Unit-linked funds are open-ended, which means you can withdraw part or all of your investment at any time. However, you should be prepared to hold your investment for at least five years as most of these plans may have a very low or even negative return in the early years. Also, if you need to withdraw in the first few years you may have to pay an early encashment fee..
You have to pay several charges on unit linked and with profit funds.
You could consider investing in a special type of unit-linked fund, known as a ‘with-profit’ or ‘smoothed fund’, to reduce risk.
If your fund performs well in a particular year, the fund manager may hold back some of the growth to prevent a fall in value in later years when the fund may not do so well. This ‘smoothing’ evens out investment gains and losses, so that there is no dramatic rise or fall in the value of your investment fund in any particular year.

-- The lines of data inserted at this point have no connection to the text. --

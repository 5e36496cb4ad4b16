use std::fmt;
use std::sync::LazyLock;

use regex::Regex;
use serde::{Deserialize, Serialize};

/// File name of the worker script, relative to the public base path.
pub const SERVICE_WORKER_SCRIPT: &str = "service-worker.js";
/// File name of the application shell page, relative to the public base path.
pub const APP_SHELL_PAGE: &str = "index.html";
/// Header sent with the script self-check request.
pub const SCRIPT_INTENT_HEADER: &str = "Service-Worker";
pub const SCRIPT_INTENT_VALUE: &str = "script";
/// Paths under this prefix are never answered with the application shell.
pub const RESERVED_PATH_PREFIX: &str = "/_";

static FILE_EXTENSION: LazyLock<Regex> =
    LazyLock::new(|| Regex::new(r"/[^/?]+\.[^/]+$").expect("file extension pattern is valid"));

/// True when the last segment of `path` carries a file extension, i.e. the
/// path addresses a static resource rather than a client-side route.
pub fn looks_like_file(path: &str) -> bool {
    FILE_EXTENSION.is_match(path)
}

/// Control messages a page can post to its service worker.
#[derive(Serialize, Deserialize, Debug, Clone, Copy, PartialEq, Eq)]
#[serde(tag = "type", rename_all = "SCREAMING_SNAKE_CASE")]
pub enum WorkerMessage {
    SkipWaiting,
}

impl WorkerMessage {
    pub fn from_json(value: &serde_json::Value) -> Option<Self> {
        serde_json::from_value(value.clone()).ok()
    }
}

#[derive(Serialize, Deserialize, Debug, Clone, Copy, PartialEq, Eq, Hash, Default)]
#[serde(rename_all = "lowercase")]
pub enum WorkerState {
    #[default]
    Parsed,
    Installing,
    Installed,
    Activating,
    Activated,
    Redundant,
}

impl WorkerState {
    /// Whether a worker in this state may move to `next` without skipping a step.
    pub fn can_become(self, next: WorkerState) -> bool {
        use WorkerState::*;
        matches!(
            (self, next),
            (Parsed, Installing)
                | (Installing, Installed)
                | (Installed, Activating)
                | (Activating, Activated)
                | (Parsed | Installing | Installed | Activating | Activated, Redundant)
        )
    }

    pub fn is_terminal(self) -> bool {
        matches!(self, WorkerState::Activated | WorkerState::Redundant)
    }

    pub fn as_str(self) -> &'static str {
        match self {
            WorkerState::Parsed => "parsed",
            WorkerState::Installing => "installing",
            WorkerState::Installed => "installed",
            WorkerState::Activating => "activating",
            WorkerState::Activated => "activated",
            WorkerState::Redundant => "redundant",
        }
    }
}

impl fmt::Display for WorkerState {
    fn fmt(&self, f: &mut fmt::Formatter<'_>) -> fmt::Result {
        f.write_str(self.as_str())
    }
}

/// One entry of the build-generated precache manifest.
#[derive(Serialize, Deserialize, Debug, Clone, PartialEq, Eq, Hash)]
#[serde(from = "ManifestEntry")]
pub struct PrecacheEntry {
    pub url: String,
    #[serde(skip_serializing_if = "Option::is_none")]
    pub revision: Option<String>,
}

impl PrecacheEntry {
    pub fn new(url: impl Into<String>, revision: Option<&str>) -> Self {
        PrecacheEntry {
            url: url.into(),
            revision: revision.map(str::to_string),
        }
    }
}

// The manifest lists either bare urls (already revisioned by file name) or
// url/revision pairs.
#[derive(Deserialize)]
#[serde(untagged)]
enum ManifestEntry {
    Url(String),
    Entry {
        url: String,
        #[serde(default)]
        revision: Option<String>,
    },
}

impl From<ManifestEntry> for PrecacheEntry {
    fn from(entry: ManifestEntry) -> Self {
        match entry {
            ManifestEntry::Url(url) => PrecacheEntry {
                url,
                revision: None,
            },
            ManifestEntry::Entry { url, revision } => PrecacheEntry { url, revision },
        }
    }
}

pub fn parse_manifest(json: &str) -> serde_json::Result<Vec<PrecacheEntry>> {
    serde_json::from_str(json)
}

You can only benefit from this fund smoothing if you are prepared to leave your money in the fund and withdraw it only on specified withdrawal dates, such as the 10th anniversary. These are the only dates when your original capital is protected.
If you withdraw outside these dates, a penalty known as a market value reduction (MVR) may be applied, which would reduce your investment by a certain percentage.
An MVR is used to protect all investors in a fund and usually applies if you withdraw your money when investment markets are down in value or when there are a large number of withdrawals.
You have to pay several charges and taxes on unit linked and with profit funds.